Show every line below where "extra" can be found.

# # # #

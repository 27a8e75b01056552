//! Beacon ingestion: enrich a client payload and persist it

use chrono::{DateTime, Utc};
use serde::Deserialize;
use serde_json::{Map, Value};
use tracing::debug;
use uuid::Uuid;

use crate::db::{Event, EventStore};
use crate::error::AppError;
use crate::geoip::GeoResolver;

/// Fields assigned by the server; client-supplied values are dropped
const RESERVED_KEYS: &[&str] = &["id", "ip_address", "location", "timestamp"];

/// Payload posted by the tracking script. Unknown fields are kept.
#[derive(Debug, Default, Deserialize)]
pub struct EventInput {
    #[serde(default)]
    pub page: Option<String>,
    #[serde(default)]
    pub referrer: Option<String>,
    #[serde(default)]
    pub screen_resolution: Option<String>,
    #[serde(default)]
    pub session_id: Option<String>,
    #[serde(flatten)]
    pub extra: Map<String, Value>,
}

/// Where a beacon came from, as seen by the transport
#[derive(Debug, Clone, PartialEq, Eq)]
pub struct SourceAddr {
    /// Client address without any port suffix
    pub ip: String,
    /// The page was opened from disk (`Origin: null` or `file://`)
    pub file_origin: bool,
}

impl SourceAddr {
    /// Address to record: file-origin callers get `placeholder_ip`
    pub fn normalized(&self, placeholder_ip: &str) -> String {
        if self.file_origin {
            placeholder_ip.to_string()
        } else {
            self.ip.clone()
        }
    }
}

/// Resolve the location of `ip`, assign an id and write one event.
pub async fn ingest(
    store: &dyn EventStore,
    geo: &GeoResolver,
    payload: EventInput,
    ip: String,
) -> Result<Event, AppError> {
    let location = geo.resolve(&ip).await;

    let mut properties = payload.extra;
    for key in RESERVED_KEYS {
        properties.remove(*key);
    }

    // Storage keeps millisecond precision; match it so the response equals
    // what a later read returns.
    let now = Utc::now();
    let timestamp = DateTime::from_timestamp_millis(now.timestamp_millis()).unwrap_or(now);

    let event = Event {
        id: Uuid::new_v4().to_string(),
        session_id: payload.session_id,
        page: payload.page,
        referrer: payload.referrer,
        screen_resolution: payload.screen_resolution,
        ip_address: ip,
        location,
        timestamp,
        properties,
    };

    let stored = store.create(&event).await.map_err(AppError::StorageWrite)?;
    debug!(id = %stored.id, page = ?stored.page, "event stored");
    Ok(stored)
}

# # # #

> [ANSWER FOR THIS EXERCISE]:
    pub extra: Map<String, Value>,
    let mut properties = payload.extra;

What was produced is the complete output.